* [Task description]:
From the line with "tracing_subscriber::fmt().with_env_filter(env_filter).init();" through the final line below, restate each line word for word and return nothing else.

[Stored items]
☆ ☆ ☆ ☆
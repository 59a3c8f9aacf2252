use axum::Router;

use crate::state::AppState;

pub mod dto;
pub mod handlers;
pub mod repo;

pub fn router() -> Router<AppState> {
    Router::new().merge(handlers::routes())
}
mod app;
mod auth;
mod config;
mod error;
mod goals;
mod meals;
mod profile;
mod settings;
mod state;
mod weight;
mod window;
mod workouts;

use crate::state::AppState;

#[tokio::main]
async fn main() -> anyhow::Result<()> {
    dotenvy::dotenv().ok();

    let env_filter = std::env::var("RUST_LOG")
        .unwrap_or_else(|_| "fitlog=debug,axum=info,tower_http=info".to_string());
    let json_logs = std::env::var("LOG_FORMAT")
        .map(|v| v == "json")
        .unwrap_or(false);

    if json_logs {
        tracing_subscriber::fmt()
            .with_env_filter(env_filter)
            .with_target(false)
            .json()
            .init();
    } else {
        tracing_subscriber::fmt().with_env_filter(env_filter).init();
    }

    let app_state = AppState::init().await?;

    if let Err(e) = sqlx::migrate!("./migrations").run(&app_state.db).await {
        tracing::warn!(error = %e, "migrations folder not found or migration failed; continuing");
    }

    let app = app::build_app(app_state);
    app::serve(app).await
}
☆ ☆ ☆ ☆
* [Response]:
        tracing_subscriber::fmt().with_env_filter(env_filter).init();
    }

    let app_state = AppState::init().await?;

    if let Err(e) = sqlx::migrate!("./migrations").run(&app_state.db).await {
        tracing::warn!(error = %e, "migrations folder not found or migration failed; continuing");
    }

    let app = app::build_app(app_state);
    app::serve(app).await
}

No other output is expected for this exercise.